Member of the Florida Senate from the 34th district
- In office August 30, 1989 – November 17, 1992
- Preceded by: Ileana Ros-Lehtinen
- Succeeded by: Alberto Gutman

Member of the Florida House of Representatives from the 110th district
- In office November 18, 1986 – August 28, 1989
- Preceded by: Ileana Ros-Lehtinen
- Succeeded by: Miguel De Grandy

Personal details
- Born: Lincoln Rafael Díaz-Balart y Caballero August 13, 1954 Havana, Cuba
- Died: March 3, 2025 (aged 70) Key Biscayne, Florida, U.S.
- Party: Democratic (before 1985) Republican (1985–2025)
- Spouse: Cristina Fernandez
- Children: 2
- Parent: Rafael Díaz-Balart (father);
- Relatives: José Díaz-Balart (brother) Mario Díaz-Balart (brother) See Díaz-Balart family
- Education: New College of Florida (BA) Case Western Reserve University (JD)
- Díaz-Balart's voice Díaz-Balart speaks on the Cuban pro-democracy movement Recorded March 15, 2010

= Lincoln Díaz-Balart =

American politician (1954–2025)

Lincoln Rafael Díaz-Balart (born Lincoln Rafael Díaz-Balart y Caballero; August 13, 1954 – March 3, 2025) was a Cuban-American attorney and politician. A member of the Republican Party, he was the U.S. representative for from 1993 to 2011. He previously served in the Florida House of Representatives and the Florida Senate. He retired from Congress in 2011 and his younger brother, Mario Díaz-Balart, who had previously represented , succeeded him. He was chairman of the Congressional Hispanic Leadership Institute. After leaving Congress, he started a law practice and a consulting firm, both based in Miami, Florida.

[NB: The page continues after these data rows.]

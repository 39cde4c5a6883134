//! Backend selection and dispatch.
//!
//! Resolves which engine services all queries, then exposes a uniform
//! execution interface so call sites never branch on the active backend.
//! Selection happens once, at composition time or lazily for the
//! process-wide default; there is no dynamic re-selection at runtime.

use std::env;
use std::sync::OnceLock;

use crate::error::BridgeResult;
use crate::executor::postgres::PostgresExecutor;
use crate::executor::sqlite::{SqliteExecutor, injected_pool};
use crate::executor::QueryOutput;
use crate::template::Query;
use crate::translate;
use crate::value::Value;

/// The engine servicing all queries for one [`BridgeDb`].
#[derive(Debug, Clone, Copy, PartialEq, Eq)]
pub enum Backend {
    Postgres,
    Sqlite,
}

/// Fixed configuration flags read once at process start.
///
/// Resolution precedence: the explicit `USE_SQLITE` override, then the
/// `CLOUDFLARE` deployment-platform flag, then ambient detection of an
/// injected SQLite pool. Absence of all three selects PostgreSQL.
#[derive(Debug, Clone, Default)]
pub struct BackendConfig {
    /// Explicit "use the alternate backend" override (`USE_SQLITE=true`).
    pub use_sqlite: bool,
    /// Alternate deployment platform flag (`CLOUDFLARE=true`).
    pub cloudflare: bool,
}

impl BackendConfig {
    /// Read the selection flags from the environment.
    pub fn from_env() -> Self {
        Self {
            use_sqlite: flag("USE_SQLITE"),
            cloudflare: flag("CLOUDFLARE"),
        }
    }

    /// Resolve the backend, first match wins.
    pub fn resolve(&self) -> Backend {
        if self.use_sqlite || self.cloudflare || injected_pool().is_some() {
            Backend::Sqlite
        } else {
            Backend::Postgres
        }
    }
}

fn flag(name: &str) -> bool {
    env::var(name).map(|v| v == "true").unwrap_or(false)
}

/// A resolved database handle: one backend, selected once, servicing every
/// query issued through it.
pub struct BridgeDb {
    exec: Exec,
}

enum Exec {
    Postgres(PostgresExecutor),
    Sqlite(SqliteExecutor),
}

impl BridgeDb {
    /// Resolve a handle from configuration flags.
    pub fn resolve(config: &BackendConfig) -> Self {
        let backend = config.resolve();
        let name = match backend {
            Backend::Postgres => "PostgreSQL",
            Backend::Sqlite => "SQLite",
        };
        tracing::info!(backend = name, "database backend selected");
        match backend {
            Backend::Postgres => Self {
                exec: Exec::Postgres(PostgresExecutor::new()),
            },
            Backend::Sqlite => Self {
                exec: Exec::Sqlite(SqliteExecutor::new()),
            },
        }
    }

    /// Compose a handle around an existing PostgreSQL pool.
    pub fn postgres(pool: sqlx::PgPool) -> Self {
        Self {
            exec: Exec::Postgres(PostgresExecutor::with_pool(pool)),
        }
    }

    /// Compose a handle around an existing SQLite pool.
    pub fn sqlite(pool: sqlx::SqlitePool) -> Self {
        Self {
            exec: Exec::Sqlite(SqliteExecutor::with_pool(pool)),
        }
    }

    /// Which backend this handle resolved to.
    pub fn backend(&self) -> Backend {
        match self.exec {
            Exec::Postgres(_) => Backend::Postgres,
            Exec::Sqlite(_) => Backend::Sqlite,
        }
    }

    /// Execute PostgreSQL-dialect query text with positional values.
    ///
    /// On the SQLite path the text is translated first. This is the
    /// translator's only call site, so a query is never translated twice.
    pub async fn query(&self, text: &str, values: &[Value]) -> BridgeResult<QueryOutput> {
        match &self.exec {
            Exec::Postgres(exec) => exec.query(text, values).await,
            Exec::Sqlite(exec) => {
                let translated = translate::to_sqlite(text);
                exec.query(&translated, values).await
            }
        }
    }

    /// Execute a query built by the [`sql!`](crate::sql) template macro.
    pub async fn sql(&self, query: Query) -> BridgeResult<QueryOutput> {
        self.query(&query.text, &query.values).await
    }

    /// Connectivity probe: runs `SELECT 1` and reports success.
    pub async fn test_connection(&self) -> bool {
        match self.query("SELECT 1 AS test", &[]).await {
            Ok(_) => true,
            Err(error) => {
                tracing::warn!(%error, "database connection test failed");
                false
            }
        }
    }
}

static DEFAULT_DB: OnceLock<BridgeDb> = OnceLock::new();

/// The process-wide handle, resolved from the environment on first use.
///
/// Convenience entry point only; hosts that want explicit composition build
/// their own [`BridgeDb`]. The first resolution wins and is never replaced.
pub fn db() -> &'static BridgeDb {
    DEFAULT_DB.get_or_init(|| BridgeDb::resolve(&BackendConfig::from_env()))
}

==Early life and education==
Díaz-Balart was born in Havana, Cuba, on August 13, 1954, to Cuban politician Rafael Díaz-Balart and Hilda Caballero Brunet. His aunt, Mirta Díaz-Balart, was the first wife of the late Fidel Castro. Her son, and his cousin, was the late Dr. Fidel Ángel "Fidelito" Castro Díaz-Balart. His uncle was the Cuban-Spanish painter, Waldo Díaz-Balart.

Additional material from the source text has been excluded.